En iyi çabaya rağmen, ABD Sera Gazı Emisyon ve Lavabolar: 1990-2007. Rapor, bu emisyonların antropojenik ya da insan yapımı olduğunu belirtti. Bu, insan faaliyetlerinin hava kirliliği üzerindeki doğrudan etkisini temsil eder. Kaynaklar arasında endüstriyel faaliyetler, tarımsal toprak yönetimi ve araç egzozu bulunmaktadır.

Sebepler

İklim Değişikliği Hükümetler Arası Paneline göre atmosferik karbon dioksit artışının başlıca nedeni fosil yakıtlardır. Bu eğilim Sanayi Devrimi'nden bu yana endüstriyel faaliyetteki artış ile çakışmaktadır. Raporda ayrıca, atmosferik metan ve azot oksidin tarımdaki artışı ile ilişkilendirilmesi üzerinde duruluyor. Bu katkıların her ikisi de aynı zaman periyodunda insan nüfusunda bir artışa karşılık gelmektedir.

Etkiler

İronik olarak, neden olduğumuz insan kaynaklı hava kirliliğinden etkileniyoruz.

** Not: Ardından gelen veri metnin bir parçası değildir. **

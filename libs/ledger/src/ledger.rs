use std::fmt;
use std::str::FromStr;

use async_trait::async_trait;
use request_directory_catalog::Credits;
use serde::Serialize;

use crate::error::LedgerError;

#[derive(Debug, Clone, Copy, PartialEq, Eq, Serialize)]
#[serde(rename_all = "snake_case")]
pub enum EntryKind {
    Open,
    Credit,
    Reserve,
    Reconcile,
    Refund,
}

impl EntryKind {
    pub fn as_str(&self) -> &'static str {
        match self {
            EntryKind::Open => "open",
            EntryKind::Credit => "credit",
            EntryKind::Reserve => "reserve",
            EntryKind::Reconcile => "reconcile",
            EntryKind::Refund => "refund",
        }
    }
}

impl fmt::Display for EntryKind {
    fn fmt(&self, f: &mut fmt::Formatter<'_>) -> fmt::Result {
        f.write_str(self.as_str())
    }
}

impl FromStr for EntryKind {
    type Err = LedgerError;

    fn from_str(s: &str) -> Result<Self, Self::Err> {
        match s {
            "open" => Ok(EntryKind::Open),
            "credit" => Ok(EntryKind::Credit),
            "reserve" => Ok(EntryKind::Reserve),
            "reconcile" => Ok(EntryKind::Reconcile),
            "refund" => Ok(EntryKind::Refund),
            other => Err(LedgerError::InvalidAmount(format!(
                "unknown ledger entry kind {other}"
            ))),
        }
    }
}

/// One journaled balance mutation. `amount` is the signed change applied to
/// the balance.
#[derive(Debug, Clone, Serialize)]
pub struct LedgerEntry {
    pub user_id: String,
    pub kind: EntryKind,
    pub amount: Credits,
    pub balance_after: Credits,
    pub created_at: String,
}

/// Prepaid balance store.
///
/// Every mutation is atomic against the persisted balance and returns the
/// balance after the change.
#[async_trait]
pub trait Ledger: Send + Sync {
    async fn balance(&self, user_id: &str) -> Result<Credits, LedgerError>;

    /// Debits `amount` only if the balance covers it.
    async fn reserve(&self, user_id: &str, amount: Credits) -> Result<Credits, LedgerError>;

    /// Settles a reservation so the net charge equals `actual`. May leave the
    /// balance negative when `actual` exceeds what was reserved.
    async fn reconcile(
        &self,
        user_id: &str,
        actual: Credits,
        reserved: Credits,
    ) -> Result<Credits, LedgerError>;

    async fn refund(&self, user_id: &str, amount: Credits) -> Result<Credits, LedgerError>;

    /// Top-up entry point for the payment flow. No proxy path calls it.
    async fn credit(&self, user_id: &str, amount: Credits) -> Result<Credits, LedgerError>;

    /// Creates the account with `initial` funds. Existing accounts are left
    /// untouched and their current balance is returned.
    async fn open_account(&self, user_id: &str, initial: Credits) -> Result<Credits, LedgerError>;

    /// Most recent journal entries first.
    async fn entries(&self, user_id: &str, limit: usize) -> Result<Vec<LedgerEntry>, LedgerError>;
}
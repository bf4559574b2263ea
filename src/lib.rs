//! End-to-end harness shared by the root integration tests and benches.

pub mod bench_support;
use std::time::Duration;

use rust_decimal::Decimal;
use serde::Serialize;

use crate::credits::Credits;
use crate::error::CatalogError;

const MILLIS_PER_SECOND: i64 = 1_000;

/// How the actual price of a completed call is derived.
#[derive(Debug, Clone, Copy, PartialEq, Eq, Serialize)]
#[serde(rename_all = "snake_case")]
pub enum CostModel {
    /// Every call costs exactly this amount.
    Fixed(Credits),
    /// `duration_ms * (baseline / 1000)`: the baseline is the price of one
    /// second of downstream latency.
    DurationProportional { baseline: Credits },
}

impl CostModel {
    pub fn actual_cost(&self, elapsed: Duration) -> Credits {
        match self {
            CostModel::Fixed(price) => *price,
            CostModel::DurationProportional { baseline } => {
                duration_proportional_cost(*baseline, elapsed)
            }
        }
    }
}

/// Pricing resolved for a single call before it is dispatched.
#[derive(Debug, Clone, Copy, PartialEq, Eq, Serialize)]
pub struct Estimate {
    pub estimated: Credits,
    pub model: CostModel,
}

impl Estimate {
    pub fn actual_cost(&self, elapsed: Duration) -> Credits {
        self.model.actual_cost(elapsed)
    }
}

/// Source of per-call pricing for a proxied API.
pub trait CostEstimator {
    /// Fails with [`CatalogError::NotFound`] unless `api_id` names a known,
    /// enabled API.
    fn estimate(&self, api_id: &str) -> Result<Estimate, CatalogError>;
}

/// `duration_ms * baseline / 1000`. A call too fast to register any cost
/// is billed at the baseline.
pub fn duration_proportional_cost(baseline: Credits, elapsed: Duration) -> Credits {
    let micros = i64::try_from(elapsed.as_micros()).unwrap_or(i64::MAX);
    let duration_ms = Decimal::new(micros, 3);
    let per_ms = baseline.as_decimal() / Decimal::from(MILLIS_PER_SECOND);
    duration_ms
        .checked_mul(per_ms)
        .map(Credits::new)
        .filter(|cost| !cost.is_zero())
        .unwrap_or(baseline)
}

#[cfg(test)]
mod tests {
    use super::*;
    use rust_decimal_macros::dec;

    #[test]
    fn fifty_milliseconds_of_a_ten_thousandth() {
        let baseline = Credits::new(dec!(0.0001));
        let actual = duration_proportional_cost(baseline, Duration::from_millis(50));
        assert_eq!(actual, Credits::new(dec!(0.000005)));
    }

    #[test]
    fn zero_duration_bills_the_baseline() {
        let baseline = Credits::new(dec!(0.0001));
        assert_eq!(duration_proportional_cost(baseline, Duration::ZERO), baseline);
    }

    #[test]
    fn sub_millisecond_precision_is_kept() {
        let baseline = Credits::new(dec!(0.001));
        let actual = duration_proportional_cost(baseline, Duration::from_micros(1_500));
        assert_eq!(actual, Credits::new(dec!(0.0000015)));
    }

    #[test]
    fn slow_calls_can_exceed_the_estimate() {
        let baseline = Credits::new(dec!(0.0001));
        let actual = duration_proportional_cost(baseline, Duration::from_millis(2_500));
        assert_eq!(actual, Credits::new(dec!(0.00025)));
        assert!(actual > baseline);
    }

    #[test]
    fn fixed_model_ignores_latency() {
        let model = CostModel::Fixed(Credits::new(dec!(0.02)));
        assert_eq!(
            model.actual_cost(Duration::from_secs(9)),
            Credits::new(dec!(0.02))
        );
    }
}
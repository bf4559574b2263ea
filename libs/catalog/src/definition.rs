use serde::{Deserialize, Serialize};

use crate::cost::{CostModel, Estimate};
use crate::credits::Credits;

pub const DEFAULT_UPLOAD_FIELD: &str = "file";
pub const IMAGE_FIELD_TYPE: &str = "image";

/// Body encoding a downstream service expects.
#[derive(Debug, Clone, Copy, Default, PartialEq, Eq, Serialize, Deserialize)]
#[serde(rename_all = "kebab-case")]
pub enum RequestEncoding {
    #[default]
    FormData,
    Json,
}

#[derive(Debug, Clone, Serialize, Deserialize)]
pub struct RequestSpec {
    #[serde(rename = "type", default)]
    pub encoding: RequestEncoding,
    /// Multipart field name the downstream service reads the upload from.
    #[serde(default = "default_upload_field")]
    pub field: String,
}

impl Default for RequestSpec {
    fn default() -> Self {
        Self {
            encoding: RequestEncoding::default(),
            field: default_upload_field(),
        }
    }
}

#[derive(Debug, Clone, Serialize, Deserialize)]
pub struct PricingSpec {
    pub estimated: Credits,
    /// Fixed per-call price. Absent means the price is derived from latency.
    #[serde(default)]
    pub price: Option<Credits>,
}

#[derive(Debug, Clone, Serialize, Deserialize)]
pub struct InputField {
    pub id: String,
    #[serde(rename = "type")]
    pub kind: String,
    #[serde(default, skip_serializing_if = "Option::is_none")]
    pub name: Option<String>,
    #[serde(default, skip_serializing_if = "Option::is_none")]
    pub description: Option<String>,
    #[serde(default)]
    pub required: bool,
    /// Dashboard hint: render previews of this field blurred.
    #[serde(default)]
    pub blur: bool,
}

#[derive(Debug, Clone, Serialize, Deserialize)]
pub struct OutputField {
    pub id: String,
    #[serde(rename = "type")]
    pub kind: String,
    #[serde(default, skip_serializing_if = "Option::is_none")]
    pub name: Option<String>,
    #[serde(default, skip_serializing_if = "Option::is_none")]
    pub description: Option<String>,
    #[serde(default)]
    pub blur: bool,
}

/// Static description of one proxied downstream capability.
#[derive(Debug, Clone, Serialize, Deserialize)]
pub struct ApiDefinition {
    /// Slug taken from the `[api.<id>]` table key.
    #[serde(skip_deserializing)]
    pub id: String,
    pub name: String,
    #[serde(default, skip_serializing_if = "Option::is_none")]
    pub one_liner: Option<String>,
    #[serde(default, skip_serializing_if = "Option::is_none")]
    pub tag: Option<String>,
    #[serde(default = "enabled_by_default")]
    pub enabled: bool,
    #[serde(default = "enabled_by_default")]
    pub implemented: bool,
    /// Environment variables that must be set before the API can be called.
    #[serde(default, skip_serializing)]
    pub env: Vec<String>,
    #[serde(default, skip_serializing)]
    pub url: Option<String>,
    /// Environment variable that overrides `url` when set.
    #[serde(default, skip_serializing)]
    pub url_env: Option<String>,
    #[serde(default)]
    pub request: RequestSpec,
    pub pricing: PricingSpec,
    #[serde(default)]
    pub inputs: Vec<InputField>,
    #[serde(default)]
    pub outputs: Vec<OutputField>,
}

impl ApiDefinition {
    pub fn cost_model(&self) -> CostModel {
        match self.pricing.price {
            Some(price) => CostModel::Fixed(price),
            None => CostModel::DurationProportional {
                baseline: self.pricing.estimated,
            },
        }
    }

    pub fn estimate(&self) -> Estimate {
        Estimate {
            estimated: self.pricing.estimated,
            model: self.cost_model(),
        }
    }

    pub fn accepts_file(&self) -> bool {
        self.request.encoding == RequestEncoding::FormData
    }

    /// Declared outputs the downstream service returns as base64 images.
    pub fn image_outputs(&self) -> impl Iterator<Item = &OutputField> {
        self.outputs
            .iter()
            .filter(|output| output.kind == IMAGE_FIELD_TYPE)
    }

    /// Downstream endpoint, preferring the `url_env` override.
    pub fn endpoint_with<F>(&self, lookup: F) -> Option<String>
    where
        F: Fn(&str) -> Option<String>,
    {
        self.url_env
            .as_deref()
            .and_then(|var| lookup(var))
            .filter(|value| !value.trim().is_empty())
            .or_else(|| self.url.clone())
    }
}

fn default_upload_field() -> String {
    DEFAULT_UPLOAD_FIELD.to_string()
}

fn enabled_by_default() -> bool {
    true
}
use request_directory_catalog::Credits;
use request_directory_request_log::{
    EncryptionPolicy, PayloadCipher, RequestFilter, RequestLogError, RequestLogger,
    RequestStatus, RequestUpdate, SqliteRequestLog,
};
use rust_decimal_macros::dec;
use serde_json::json;
use uuid::Uuid;

const KEY: &str = "8f2b6c1d0e9a7b3c4d5e6f708192a3b4c5d6e7f8091a2b3c4d5e6f708192a3b4";

fn encrypted_log() -> SqliteRequestLog {
    SqliteRequestLog::open_in_memory()
        .unwrap()
        .with_cipher(Some(PayloadCipher::from_hex(KEY).unwrap()))
}

#[tokio::test]
async fn begin_creates_pending_record() {
    let log = SqliteRequestLog::open_in_memory().unwrap();
    let id = log.begin("alice", "nudenet").await.unwrap();

    let record = log.get("alice", id).await.unwrap().expect("record exists");
    assert_eq!(record.status, RequestStatus::Pending);
    assert_eq!(record.service, "nudenet");
    assert!(record.cost.is_zero());
    assert!(record.request.is_none());
    assert!(!record.encrypted);
}

#[tokio::test]
async fn disjoint_updates_merge() {
    let log = SqliteRequestLog::open_in_memory().unwrap();
    let id = log.begin("alice", "nudenet").await.unwrap();

    log.update(
        id,
        RequestUpdate::status(RequestStatus::Pending)
            .with_request(json!({ "image": "https://assets/alice/x/cat.png" })),
    )
    .await
    .unwrap();
    log.update(
        id,
        RequestUpdate::status(RequestStatus::Success)
            .with_response(json!({ "label": "safe" }))
            .with_cost(Credits::new(dec!(0.000005))),
    )
    .await
    .unwrap();

    let record = log.get("alice", id).await.unwrap().unwrap();
    assert_eq!(record.status, RequestStatus::Success);
    assert_eq!(
        record.request,
        Some(json!({ "image": "https://assets/alice/x/cat.png" }))
    );
    assert_eq!(record.response, Some(json!({ "label": "safe" })));
    assert_eq!(record.cost, Credits::new(dec!(0.000005)));
}

#[tokio::test]
async fn status_takes_latest_value() {
    let log = SqliteRequestLog::open_in_memory().unwrap();
    let id = log.begin("alice", "nudenet").await.unwrap();

    log.update(id, RequestUpdate::status(RequestStatus::Failed).with_cost(Credits::ZERO))
        .await
        .unwrap();
    log.update(id, RequestUpdate::status(RequestStatus::Success))
        .await
        .unwrap();

    let record = log.get("alice", id).await.unwrap().unwrap();
    assert_eq!(record.status, RequestStatus::Success);
}

#[tokio::test]
async fn updating_unknown_request_fails() {
    let log = SqliteRequestLog::open_in_memory().unwrap();
    let err = log
        .update(Uuid::new_v4(), RequestUpdate::status(RequestStatus::Failed))
        .await
        .unwrap_err();
    assert!(matches!(err, RequestLogError::NotFound(_)));
}

#[tokio::test]
async fn records_are_scoped_to_their_owner() {
    let log = SqliteRequestLog::open_in_memory().unwrap();
    let id = log.begin("alice", "nudenet").await.unwrap();
    assert!(log.get("mallory", id).await.unwrap().is_none());
    assert!(log
        .list("mallory", &RequestFilter::default())
        .await
        .unwrap()
        .is_empty());
}

#[tokio::test]
async fn encrypted_payloads_are_sealed_at_rest() {
    let dir = tempfile::tempdir().unwrap();
    let cipher = PayloadCipher::from_hex(KEY).unwrap();
    let log = SqliteRequestLog::new(dir.path())
        .unwrap()
        .with_cipher(Some(cipher.clone()));

    let id = log.begin("alice", "nudenet").await.unwrap();
    log.update(
        id,
        RequestUpdate::status(RequestStatus::Success)
            .with_response(json!({ "label": "secret-label" }))
            .encrypted(true),
    )
    .await
    .unwrap();

    let record = log.get("alice", id).await.unwrap().unwrap();
    assert!(record.encrypted);
    assert_eq!(record.response, Some(json!({ "label": "secret-label" })));

    let raw: String = rusqlite::Connection::open(dir.path().join("requests.db"))
        .unwrap()
        .query_row(
            "SELECT response FROM requests WHERE id = ?1",
            [id.to_string()],
            |row| row.get(0),
        )
        .unwrap();
    assert!(!raw.contains("secret-label"));
    assert!(raw.contains("nonce"));

    let keyless = SqliteRequestLog::new(dir.path()).unwrap();
    let sealed = keyless.get("alice", id).await.unwrap().unwrap();
    assert_ne!(sealed.response, Some(json!({ "label": "secret-label" })));
}

#[tokio::test]
async fn reject_policy_refuses_encryption_without_key() {
    let log = SqliteRequestLog::open_in_memory()
        .unwrap()
        .with_policy(EncryptionPolicy::Reject);
    assert!(matches!(
        log.ensure_encryptable(true),
        Err(RequestLogError::EncryptionUnavailable)
    ));
    assert!(log.ensure_encryptable(false).is_ok());

    let id = log.begin("alice", "nudenet").await.unwrap();
    let err = log
        .update(
            id,
            RequestUpdate::status(RequestStatus::Success)
                .with_response(json!({ "a": 1 }))
                .encrypted(true),
        )
        .await
        .unwrap_err();
    assert!(matches!(err, RequestLogError::EncryptionUnavailable));
}

#[tokio::test]
async fn plaintext_policy_stores_plaintext_and_says_so() {
    let log = SqliteRequestLog::open_in_memory()
        .unwrap()
        .with_policy(EncryptionPolicy::Plaintext);
    assert!(log.ensure_encryptable(true).is_ok());

    let id = log.begin("alice", "nudenet").await.unwrap();
    log.update(
        id,
        RequestUpdate::status(RequestStatus::Success)
            .with_response(json!({ "a": 1 }))
            .encrypted(true),
    )
    .await
    .unwrap();

    let record = log.get("alice", id).await.unwrap().unwrap();
    assert!(!record.encrypted);
    assert_eq!(record.response, Some(json!({ "a": 1 })));
}

#[tokio::test]
async fn list_filters_by_service_and_status() {
    let log = encrypted_log();
    let first = log.begin("alice", "nudenet").await.unwrap();
    let second = log.begin("alice", "facelandmarks").await.unwrap();
    let third = log.begin("alice", "nudenet").await.unwrap();
    log.update(first, RequestUpdate::status(RequestStatus::Success))
        .await
        .unwrap();
    log.update(third, RequestUpdate::status(RequestStatus::Failed))
        .await
        .unwrap();

    let all = log.list("alice", &RequestFilter::default()).await.unwrap();
    assert_eq!(all.len(), 3);
    assert_eq!(all[0].id, third);

    let nudenet = log
        .list(
            "alice",
            &RequestFilter {
                service: Some("nudenet".into()),
                ..Default::default()
            },
        )
        .await
        .unwrap();
    assert_eq!(nudenet.len(), 2);

    let failed = log
        .list(
            "alice",
            &RequestFilter {
                status: Some(RequestStatus::Failed),
                ..Default::default()
            },
        )
        .await
        .unwrap();
    assert_eq!(failed.len(), 1);
    assert_eq!(failed[0].id, third);

    let pending = log
        .list(
            "alice",
            &RequestFilter {
                status: Some(RequestStatus::Pending),
                limit: Some(5),
                ..Default::default()
            },
        )
        .await
        .unwrap();
    assert_eq!(pending.len(), 1);
    assert_eq!(pending[0].id, second);
}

Zemin seviyesinde ozon, dünyanın yüzeyinde sera gazı konsantrasyonundan kaynaklanır. Ozon nefes alırsanız boğaz ve akciğer tahrişlerine yakalanırsınız demektir. Astım varsa, saldırıların daha sık ve daha şiddetli geldiğini görebilirsiniz. Amerikan Tıp Birliği Dergisinde 2002 yılında yayınlanan bir araştırma, hava kirliliğine uzun süre maruz kalma ile akciğer kanseri ve diğer solunum koşulları arasında doğrudan bağlantı buldu.

Çevresel Etkiler

İnsandan kaynaklanan hava kirliliğinin etkileri insanlarla sınırlı değildir. Asit yağmuru, örneğin, sülfür dioksit ve azot oksit emisyonları, havada nem ile asitli çökel oluşturmak üzere birleştiğinde oluşur. Bu asit yağmuru gölleri ve toprakları asitleştirebilir. Binalar ve anıtlar, özellikle de kireç taşı veya mermerden yapılmış olanlar için yapısal hasarlara neden olabilir. Washington C. C.'deki tarihi yapıların birçoğu, asit dökme yağmurunun tahrip edici etkisine karşı savunmasızdır ve ABD Capitol Binası'nın kendisinde hasar belirtileri görülür.

Önleme / Çözüm

İnsanlar hava kirliliğinde artışa neden olduğu gibi, etkilerini de hafifletebilirler. Örneğin, kükürt dioksit emisyonları, 1971'deki Clean Air Act'ın revizyonlarından ötürü kısmen azaltıldı.Duman bacaları üzerine gaz yıkayıcıların yerleştirilmesi, 1980 ile 2008 yılları arasında kükürt dioksit emisyonlarında yüzde 70'ten daha fazla bir azalmaya katkıda bulunmuştur. Belki de benzer hükümler diğer sera gazlarını azaltabilir ve hava kirliliğinin çevresel etkisini azaltabilir.